Hacker News new | ask | show | jobs
by JohnStrange 3294 days ago
I kind of disagree with some of the premises in the article. I've seen an HPSG for German in the late 90s that was able to parse almost any sentence I could throw at it correctly from a syntactic perspective.

The main problem for natural language understanding is not parsing and not even the semantic and pragmatic representations per se, it has always been the understanding. This requires an adequate knowledge representation and the drawing of inferences from it, and I don't believe that any substantial advances have been made in that field. Computational ontologies have grown larger and there are more "frameworks" than you can count, but none of them offer much knew and promising approaches like geometric meaning theories are in their infancy. Knowledge representation and, generally speaking, the problem of how to integrate different information sources in useful ways are essentially unsolved problems.

Just my 2 cents.

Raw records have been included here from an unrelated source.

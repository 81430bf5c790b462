//! Tile algebra, geographic primitives and tile-payload sniffing.
//!
//! This crate has no knowledge of storage (MBTiles, directories) or
//! geometry rasterization — those live in `utiles_container` and
//! `utiles_geometry` respectively, both built on top of the [`Tile`] type
//! and functions defined here.

pub mod compression;
pub mod error;
pub mod format;
pub mod geo;
pub mod tile;

pub use error::UtilesError;
pub use format::{sniff, TileEncoding, TileFormat, TileType};
pub use geo::{Bbox, LngLat, LngLatBbox};
pub use tile::{bounding_tile, simplify, tile, tiles, tiles_list, Tile};
use anyhow::Result;
use clap::Parser;
use utiles::{run, Cli};

fn main() {
	let cli = Cli::parse();

	env_logger::Builder::new().filter_level(cli.verbose.log_level_filter()).format_timestamp(None).init();

	if let Err(err) = run(&cli) {
		log::error!("{err:#}");
		let code = err.downcast_ref::<utiles_core::UtilesError>().map_or(1, utiles_core::UtilesError::exit_code);
		std::process::exit(code);
	}
}

#[cfg(test)]
mod tests {
	use super::*;

	fn try_parse(args: &[&str]) -> Result<Cli> {
		Cli::try_parse_from(args).map_err(Into::into)
	}

	#[test]
	fn parses_tiles_subcommand() {
		let cli = try_parse(&["utiles", "tiles", "9"]).unwrap();
		assert!(matches!(cli.command, utiles::Commands::Tiles(_)));
	}

	#[test]
	fn parses_bounding_tile_alias() {
		try_parse(&["utiles", "bounding-tile"]).unwrap();
	}

	#[test]
	fn rejects_unknown_subcommand() {
		assert!(try_parse(&["utiles", "frobnicate"]).is_err());
	}

	#[test]
	fn cp_parses_conflict_and_dbtype_flags() {
		let cli = try_parse(&["utiles", "cp", "a.mbtiles", "b.mbtiles", "--conflict", "ignore", "--dbtype", "hash"]).unwrap();
		let utiles::Commands::Cp(args) = cli.command else {
			panic!("expected Cp");
		};
		assert_eq!(args.conflict, utiles_container::ConflictPolicy::Ignore);
		assert_eq!(args.dbtype, utiles_container::DbType::Hash);
	}
}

Note that I'm talking about the principal problems, not about specific practical applications for which you can use the statistical sledgehammer to some extent.

4 comments

Recently Coecke comments on Gärdenfors geometric meaning in the context of his categorical semantics that I'm finding interesting, in arXiv:1608.01402. What I would welcome is a computational link relating that semantics and oldie semantic-network based ideas. For instance in arXiv:1706.00526 description logic based knowledge representation is cast in string diagrammatic, categorical terms, and that at least puts the meaning realm in the same mathy foot.
> geometric meaning theories

Apologies, I'm an outsider to the field, but what exactly are you referring to here ? The whole vector-space semantic embedding that was popularized by works like word2vec ?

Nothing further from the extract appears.